De cara al exterior mantenía constantemente una postura rígida, obligada por la férrea etiqueta que se impusieron los Austrias, sin permitirse en público ni siquiera una sonrisa, moviéndose “con el aire de una estatua animada”. Según un cronista, “los que han hablado con él dicen que nunca le han visto cambiar de cara ni cuando los recibía, ni cuando los escuchaba ni cuando los respondía, mostrando solo movilidad en los labios y la lengua”. Incluso se cuenta que el rey, en toda su vida, “solo se rió cuatro veces”.
Antonio de Zayas, Duque de Amalfi, le describe, con rendido afecto y una gran dosis de peloteo, en un soneto, del que transcribo solo los dos primeros cuartetos, de la siguiente manera:
Claros los ojos, pálida la frente,
el oro del cabello desteñido,
claro el rubio bigote retorcido,
grueso el labio, la barba prominente.
Correr Felipe por las venas siente
la noble sangre azul de su apellido,
de terciopelo negro revestido
y al cuello el timbre borgoñón pendiente.

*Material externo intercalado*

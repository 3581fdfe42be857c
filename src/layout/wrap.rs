//! Greedy line breaking into runs.

use super::{Axis, BoxConstraints, MainAxisAlignment, Size, WrapAlignment, WrapCrossAlignment};
use crate::error::{Error, Result};
use crate::geometry::{Offset, Rect};
use crate::objects::{ChildPolicy, RenderBox};
use crate::painting::{Clip, PaintingContext};
use crate::tree::{DirtyFlags, NodeId, ParentDataKind, Tree};

/// Slack allowed when deciding whether a child still fits its run.
const PRECISION_TOLERANCE: f32 = 1e-4;

/// Lays children out in runs, starting a new run when the next child would
/// not fit the main axis.
#[derive(Debug, Clone)]
pub struct Wrap {
    direction: Axis,
    alignment: WrapAlignment,
    spacing: f32,
    run_alignment: WrapAlignment,
    run_spacing: f32,
    cross_axis_alignment: WrapCrossAlignment,
    clip: Clip,
}

#[derive(Debug, Clone, Copy, PartialEq)]
struct RunMetrics {
    main_extent: f32,
    cross_extent: f32,
    child_count: usize,
}

struct WrapLayout {
    size: Size,
    offsets: Vec<Offset>,
    run_indices: Vec<usize>,
}

fn check_spacing(what: &str, value: f32) -> Result<()> {
    if value >= 0.0 {
        Ok(())
    } else {
        Err(Error::InvalidArgument(format!(
            "wrap {what} must be non-negative, got {value}"
        )))
    }
}

impl Wrap {
    pub fn new(direction: Axis) -> Self {
        Self {
            direction,
            alignment: WrapAlignment::Start,
            spacing: 0.0,
            run_alignment: WrapAlignment::Start,
            run_spacing: 0.0,
            cross_axis_alignment: WrapCrossAlignment::Start,
            clip: Clip::None,
        }
    }

    pub fn alignment(mut self, alignment: WrapAlignment) -> Self {
        self.alignment = alignment;
        self
    }

    /// Negative spacing is treated as zero.
    pub fn spacing(mut self, spacing: f32) -> Self {
        self.spacing = spacing.max(0.0);
        self
    }

    pub fn run_alignment(mut self, alignment: WrapAlignment) -> Self {
        self.run_alignment = alignment;
        self
    }

    pub fn run_spacing(mut self, spacing: f32) -> Self {
        self.run_spacing = spacing.max(0.0);
        self
    }

    pub fn cross_axis_alignment(mut self, alignment: WrapCrossAlignment) -> Self {
        self.cross_axis_alignment = alignment;
        self
    }

    pub fn clip(mut self, clip: Clip) -> Self {
        self.clip = clip;
        self
    }

    pub fn set_direction(&mut self, direction: Axis) -> DirtyFlags {
        if direction == self.direction {
            return DirtyFlags::empty();
        }
        self.direction = direction;
        DirtyFlags::NEEDS_LAYOUT
    }

    pub fn set_alignment(&mut self, alignment: WrapAlignment) -> DirtyFlags {
        if alignment == self.alignment {
            return DirtyFlags::empty();
        }
        self.alignment = alignment;
        DirtyFlags::NEEDS_LAYOUT
    }

    pub fn set_run_alignment(&mut self, alignment: WrapAlignment) -> DirtyFlags {
        if alignment == self.run_alignment {
            return DirtyFlags::empty();
        }
        self.run_alignment = alignment;
        DirtyFlags::NEEDS_LAYOUT
    }

    pub fn set_cross_axis_alignment(&mut self, alignment: WrapCrossAlignment) -> DirtyFlags {
        if alignment == self.cross_axis_alignment {
            return DirtyFlags::empty();
        }
        self.cross_axis_alignment = alignment;
        DirtyFlags::NEEDS_LAYOUT
    }

    pub fn set_spacing(&mut self, spacing: f32) -> Result<DirtyFlags> {
        check_spacing("spacing", spacing)?;
        if spacing == self.spacing {
            return Ok(DirtyFlags::empty());
        }
        self.spacing = spacing;
        Ok(DirtyFlags::NEEDS_LAYOUT)
    }

    pub fn set_run_spacing(&mut self, spacing: f32) -> Result<DirtyFlags> {
        check_spacing("run spacing", spacing)?;
        if spacing == self.run_spacing {
            return Ok(DirtyFlags::empty());
        }
        self.run_spacing = spacing;
        Ok(DirtyFlags::NEEDS_LAYOUT)
    }

    pub fn set_clip(&mut self, clip: Clip) -> DirtyFlags {
        if clip == self.clip {
            return DirtyFlags::empty();
        }
        self.clip = clip;
        DirtyFlags::NEEDS_PAINT
    }

    /// Children may take any cross extent; the main axis is capped.
    fn child_constraints(&self, constraints: BoxConstraints) -> BoxConstraints {
        match self.direction {
            Axis::Horizontal => BoxConstraints::new(0.0, 0.0, constraints.max_width, f32::INFINITY),
            Axis::Vertical => BoxConstraints::new(0.0, 0.0, f32::INFINITY, constraints.max_height),
        }
    }

    fn compute(
        &self,
        constraints: BoxConstraints,
        children: &[NodeId],
        mut layout_child: impl FnMut(NodeId, BoxConstraints) -> Result<Size>,
    ) -> Result<WrapLayout> {
        let axis = self.direction;
        let main_limit = constraints.max_main(axis);
        let child_constraints = self.child_constraints(constraints);

        let mut sizes = Vec::with_capacity(children.len());
        let mut run_indices = Vec::with_capacity(children.len());
        let mut runs: Vec<RunMetrics> = Vec::new();
        let mut run = RunMetrics {
            main_extent: 0.0,
            cross_extent: 0.0,
            child_count: 0,
        };

        for &child in children {
            let size = layout_child(child, child_constraints)?;
            let child_main = size.main_axis(axis);
            let child_cross = size.cross_axis(axis);

            if run.child_count > 0
                && run.main_extent + self.spacing + child_main > main_limit + PRECISION_TOLERANCE
            {
                runs.push(run);
                run = RunMetrics {
                    main_extent: 0.0,
                    cross_extent: 0.0,
                    child_count: 0,
                };
            }
            if run.child_count > 0 {
                run.main_extent += self.spacing;
            }
            run.main_extent += child_main;
            run.cross_extent = run.cross_extent.max(child_cross);
            run.child_count += 1;

            sizes.push(size);
            run_indices.push(runs.len());
        }
        if run.child_count > 0 {
            runs.push(run);
        }

        let main_extent = runs.iter().map(|r| r.main_extent).sum::<f32>();
        let cross_extent = runs.iter().map(|r| r.cross_extent).sum::<f32>()
            + self.run_spacing * runs.len().saturating_sub(1) as f32;

        let size = constraints.constrain(Size::from_axes(axis, main_extent, cross_extent));
        let container_main = size.main_axis(axis);
        let container_cross = size.cross_axis(axis);

        let cross_free = (container_cross - cross_extent).max(0.0);
        let (run_leading, run_between) = MainAxisAlignment::from(self.run_alignment).distribute(
            cross_free,
            runs.len(),
            self.run_spacing,
        );

        let mut offsets = Vec::with_capacity(children.len());
        let mut cross_position = run_leading;
        let mut next = 0;
        for run in &runs {
            let main_free = (container_main - run.main_extent).max(0.0);
            let (leading, between) = MainAxisAlignment::from(self.alignment).distribute(
                main_free,
                run.child_count,
                self.spacing,
            );

            let mut main_position = leading;
            for size in &sizes[next..next + run.child_count] {
                let child_cross = cross_position
                    + self
                        .cross_axis_alignment
                        .offset(run.cross_extent, size.cross_axis(axis));
                offsets.push(match axis {
                    Axis::Horizontal => Offset::new(main_position, child_cross),
                    Axis::Vertical => Offset::new(child_cross, main_position),
                });
                main_position += size.main_axis(axis) + between;
            }

            next += run.child_count;
            cross_position += run.cross_extent + run_between;
        }

        Ok(WrapLayout {
            size,
            offsets,
            run_indices,
        })
    }
}

impl Default for Wrap {
    fn default() -> Self {
        Self::new(Axis::Horizontal)
    }
}

impl RenderBox for Wrap {
    fn child_policy(&self) -> ChildPolicy {
        ChildPolicy::Multiple
    }

    fn setup_parent_data(&self, kind: &mut ParentDataKind) {
        if !kind.is_wrap() {
            *kind = ParentDataKind::Wrap { run_index: 0 };
        }
    }

    fn perform_layout(&mut self, tree: &mut Tree, id: NodeId, constraints: BoxConstraints) -> Result<Size> {
        let children = tree.children(id);
        let layout = self.compute(constraints, &children, |child, c| tree.layout(child, c, true))?;
        for ((&child, offset), run_index) in children.iter().zip(layout.offsets).zip(layout.run_indices) {
            tree.set_offset(child, offset)?;
            tree.set_run_index(child, run_index)?;
        }
        Ok(layout.size)
    }

    fn dry_layout(&self, tree: &Tree, id: NodeId, constraints: BoxConstraints) -> Result<Size> {
        let children = tree.children(id);
        let layout = self.compute(constraints, &children, |child, c| tree.dry_layout(child, c))?;
        Ok(layout.size)
    }

    fn paint(&self, tree: &Tree, id: NodeId, ctx: &mut PaintingContext<'_>, offset: Offset) -> Result<()> {
        if self.clip.is_none() {
            return tree.paint_children(id, ctx, offset);
        }
        let bounds = Rect::from_offset_size(offset, tree.size(id)?);
        ctx.clip_rect_and_paint(self.clip, bounds, |ctx| tree.paint_children(id, ctx, offset))
    }
}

Esta adulación a Felipe IV estaba bastante generalizada, ya que era de obligado cumplimiento: “El elogio al rey es un deber, que además otorga hábitos de caballero…” y ello hasta tal punto que llegó a ser llamado por el conde-duque de Olivares con el sobrenombre de El Grande, “Filipo el Grande”, y parece que ningún apelativo le estaba peor que ese de Grande en aquella época en la que España iba perdiendo batallas (según Cánovas del Castillo perdió cuarenta batallas importantes pero en su opinión “lo mismo las ganadas que las perdidas consumieron inútilmente nuestra sangre”) en las que naturalmente perdía cada vez más tierras que pertenecían a su reino, lo que propició que Francisco de Quevedo le versificara el epíteto de Grande al final de su memorial “Católica, Sacra, Real Majestad”, como sigue:
Grande sois, Filipo, a manera de hoyo…
Quien más tierra quita al hoyo, más grande lo hace.
A pesar de estar siempre muy enamorado de Isabel de Borbón, su bella esposa, tuvo múltiples amoríos y algunos amores, la mayor parte de ellos ocasionales o de muy breve duración, siendo para él buenas todo tipo de mujeres ya fueran doncellas, casadas y viudas, damas de alta sociedad, mujeres de aristócratas, burguesas, sirvientas de palacio, actrices y menestralas y hasta tusonas y cantoneras, que así eran llamadas las dedicadas a la prostitución, mostrando una clara preferencia por las más humildes y las que estaban ubicadas en el estrato más bajo de la escala social.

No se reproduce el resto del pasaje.